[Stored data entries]

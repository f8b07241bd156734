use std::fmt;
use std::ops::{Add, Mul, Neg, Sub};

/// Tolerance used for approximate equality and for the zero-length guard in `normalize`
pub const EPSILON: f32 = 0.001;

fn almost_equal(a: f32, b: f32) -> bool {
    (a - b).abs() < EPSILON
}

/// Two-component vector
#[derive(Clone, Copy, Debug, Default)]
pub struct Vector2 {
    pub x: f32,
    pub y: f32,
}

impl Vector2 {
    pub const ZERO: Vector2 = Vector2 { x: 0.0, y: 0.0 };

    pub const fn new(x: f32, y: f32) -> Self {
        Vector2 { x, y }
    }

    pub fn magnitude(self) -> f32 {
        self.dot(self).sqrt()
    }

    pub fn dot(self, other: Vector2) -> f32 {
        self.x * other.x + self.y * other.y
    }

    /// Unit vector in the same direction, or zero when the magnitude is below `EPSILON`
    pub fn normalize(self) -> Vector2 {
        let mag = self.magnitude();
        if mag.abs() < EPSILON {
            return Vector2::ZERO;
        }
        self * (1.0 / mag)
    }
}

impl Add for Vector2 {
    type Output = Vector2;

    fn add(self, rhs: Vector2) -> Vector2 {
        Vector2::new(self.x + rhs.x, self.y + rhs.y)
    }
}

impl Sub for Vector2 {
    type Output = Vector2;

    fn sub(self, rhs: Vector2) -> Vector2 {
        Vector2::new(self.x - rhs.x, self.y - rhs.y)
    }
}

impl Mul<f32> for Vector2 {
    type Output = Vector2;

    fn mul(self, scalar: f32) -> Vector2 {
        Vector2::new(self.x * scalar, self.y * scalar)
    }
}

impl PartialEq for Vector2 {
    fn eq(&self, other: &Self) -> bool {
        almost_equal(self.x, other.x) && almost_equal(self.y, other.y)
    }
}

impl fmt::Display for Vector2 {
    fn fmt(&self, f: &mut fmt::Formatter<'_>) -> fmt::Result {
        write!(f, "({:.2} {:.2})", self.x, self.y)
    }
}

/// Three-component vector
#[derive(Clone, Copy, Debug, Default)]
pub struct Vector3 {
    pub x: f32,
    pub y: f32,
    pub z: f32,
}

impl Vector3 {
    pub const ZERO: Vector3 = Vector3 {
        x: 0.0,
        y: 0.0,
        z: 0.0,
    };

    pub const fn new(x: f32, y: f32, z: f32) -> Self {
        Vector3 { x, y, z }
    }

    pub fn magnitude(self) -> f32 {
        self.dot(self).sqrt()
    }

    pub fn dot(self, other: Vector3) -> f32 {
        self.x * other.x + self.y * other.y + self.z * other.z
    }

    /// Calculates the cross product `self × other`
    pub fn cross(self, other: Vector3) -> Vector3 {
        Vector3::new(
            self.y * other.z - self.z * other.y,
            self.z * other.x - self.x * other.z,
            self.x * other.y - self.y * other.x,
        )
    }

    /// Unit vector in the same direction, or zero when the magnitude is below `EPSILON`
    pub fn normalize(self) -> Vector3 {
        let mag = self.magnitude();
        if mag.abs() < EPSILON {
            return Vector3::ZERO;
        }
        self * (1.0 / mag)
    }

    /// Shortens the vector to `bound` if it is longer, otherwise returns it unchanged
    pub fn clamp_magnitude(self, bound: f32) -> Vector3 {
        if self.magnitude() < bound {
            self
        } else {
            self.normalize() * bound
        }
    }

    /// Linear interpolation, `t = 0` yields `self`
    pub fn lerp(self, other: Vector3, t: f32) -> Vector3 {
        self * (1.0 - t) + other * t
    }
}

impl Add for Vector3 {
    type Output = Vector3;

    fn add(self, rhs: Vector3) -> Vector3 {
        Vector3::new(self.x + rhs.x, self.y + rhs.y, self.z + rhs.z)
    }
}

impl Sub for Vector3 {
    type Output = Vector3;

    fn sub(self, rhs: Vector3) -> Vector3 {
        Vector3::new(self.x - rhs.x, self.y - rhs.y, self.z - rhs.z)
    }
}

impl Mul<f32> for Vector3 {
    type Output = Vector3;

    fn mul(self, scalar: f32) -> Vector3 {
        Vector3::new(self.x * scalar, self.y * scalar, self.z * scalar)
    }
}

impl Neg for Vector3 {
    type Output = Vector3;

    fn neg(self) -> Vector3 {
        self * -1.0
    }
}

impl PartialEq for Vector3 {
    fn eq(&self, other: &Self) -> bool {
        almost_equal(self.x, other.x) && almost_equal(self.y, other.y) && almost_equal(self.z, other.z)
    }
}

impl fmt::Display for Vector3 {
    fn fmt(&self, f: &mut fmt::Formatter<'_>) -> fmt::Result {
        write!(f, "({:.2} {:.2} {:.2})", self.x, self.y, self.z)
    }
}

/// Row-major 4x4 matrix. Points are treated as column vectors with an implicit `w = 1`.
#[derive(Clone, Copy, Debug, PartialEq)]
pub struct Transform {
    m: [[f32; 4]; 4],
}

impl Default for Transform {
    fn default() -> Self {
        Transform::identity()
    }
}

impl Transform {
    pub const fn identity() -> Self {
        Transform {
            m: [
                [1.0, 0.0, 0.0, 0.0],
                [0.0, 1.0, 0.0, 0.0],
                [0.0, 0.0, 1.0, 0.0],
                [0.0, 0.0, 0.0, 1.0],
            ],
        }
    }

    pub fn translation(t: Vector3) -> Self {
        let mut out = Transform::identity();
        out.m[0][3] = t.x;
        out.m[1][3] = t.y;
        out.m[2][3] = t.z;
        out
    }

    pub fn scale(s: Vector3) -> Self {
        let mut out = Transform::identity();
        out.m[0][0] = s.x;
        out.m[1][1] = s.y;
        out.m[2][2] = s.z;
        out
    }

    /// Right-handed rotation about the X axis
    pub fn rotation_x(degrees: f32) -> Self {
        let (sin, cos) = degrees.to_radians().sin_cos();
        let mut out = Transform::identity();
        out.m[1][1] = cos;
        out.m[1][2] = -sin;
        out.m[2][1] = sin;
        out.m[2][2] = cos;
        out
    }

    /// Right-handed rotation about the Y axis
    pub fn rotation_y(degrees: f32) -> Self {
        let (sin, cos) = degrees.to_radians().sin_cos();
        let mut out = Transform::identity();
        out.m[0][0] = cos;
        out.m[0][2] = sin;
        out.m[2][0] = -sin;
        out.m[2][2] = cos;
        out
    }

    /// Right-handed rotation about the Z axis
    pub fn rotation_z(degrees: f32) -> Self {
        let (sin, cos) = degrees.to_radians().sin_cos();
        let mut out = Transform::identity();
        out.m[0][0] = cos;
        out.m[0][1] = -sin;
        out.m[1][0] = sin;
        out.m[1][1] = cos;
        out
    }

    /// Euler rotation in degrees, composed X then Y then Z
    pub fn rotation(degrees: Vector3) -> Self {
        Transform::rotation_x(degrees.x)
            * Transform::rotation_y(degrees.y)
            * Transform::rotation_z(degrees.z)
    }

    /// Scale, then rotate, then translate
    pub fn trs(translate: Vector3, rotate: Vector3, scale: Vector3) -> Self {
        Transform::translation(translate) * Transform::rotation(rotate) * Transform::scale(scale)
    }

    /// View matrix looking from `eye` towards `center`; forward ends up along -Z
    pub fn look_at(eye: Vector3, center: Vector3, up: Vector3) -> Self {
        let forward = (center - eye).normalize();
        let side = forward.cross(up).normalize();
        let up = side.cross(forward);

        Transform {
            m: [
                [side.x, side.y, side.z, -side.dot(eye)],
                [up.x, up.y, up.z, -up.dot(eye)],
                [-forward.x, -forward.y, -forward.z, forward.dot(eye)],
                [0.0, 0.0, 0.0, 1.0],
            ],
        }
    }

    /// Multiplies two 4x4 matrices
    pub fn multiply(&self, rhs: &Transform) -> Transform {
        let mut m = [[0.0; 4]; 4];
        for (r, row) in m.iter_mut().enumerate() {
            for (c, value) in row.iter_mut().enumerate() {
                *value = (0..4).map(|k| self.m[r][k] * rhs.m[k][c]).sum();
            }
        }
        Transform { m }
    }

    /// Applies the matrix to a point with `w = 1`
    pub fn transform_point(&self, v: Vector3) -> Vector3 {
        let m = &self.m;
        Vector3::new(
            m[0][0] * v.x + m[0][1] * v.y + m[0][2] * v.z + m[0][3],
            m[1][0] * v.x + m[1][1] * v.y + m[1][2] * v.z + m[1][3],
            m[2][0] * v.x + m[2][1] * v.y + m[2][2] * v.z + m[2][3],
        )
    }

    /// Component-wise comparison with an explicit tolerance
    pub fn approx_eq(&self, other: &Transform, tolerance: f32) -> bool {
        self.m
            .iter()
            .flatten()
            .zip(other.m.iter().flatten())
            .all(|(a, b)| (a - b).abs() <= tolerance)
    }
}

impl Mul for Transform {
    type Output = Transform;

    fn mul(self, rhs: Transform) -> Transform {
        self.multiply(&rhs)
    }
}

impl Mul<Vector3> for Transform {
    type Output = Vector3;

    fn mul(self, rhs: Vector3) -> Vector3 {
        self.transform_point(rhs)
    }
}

# Task requirements:
For the lines above, output exactly those from the line containing "up along -Z" through the line containing "pub fn multiply(&self, rhs: &Transform)", and skip the others.

# Solved exercise:
    /// View matrix looking from `eye` towards `center`; forward ends up along -Z
    pub fn look_at(eye: Vector3, center: Vector3, up: Vector3) -> Self {
        let forward = (center - eye).normalize();
        let side = forward.cross(up).normalize();
        let up = side.cross(forward);

        Transform {
            m: [
                [side.x, side.y, side.z, -side.dot(eye)],
                [up.x, up.y, up.z, -up.dot(eye)],
                [-forward.x, -forward.y, -forward.z, forward.dot(eye)],
                [0.0, 0.0, 0.0, 1.0],
            ],
        }
    }

    /// Multiplies two 4x4 matrices
    pub fn multiply(&self, rhs: &Transform) -> Transform {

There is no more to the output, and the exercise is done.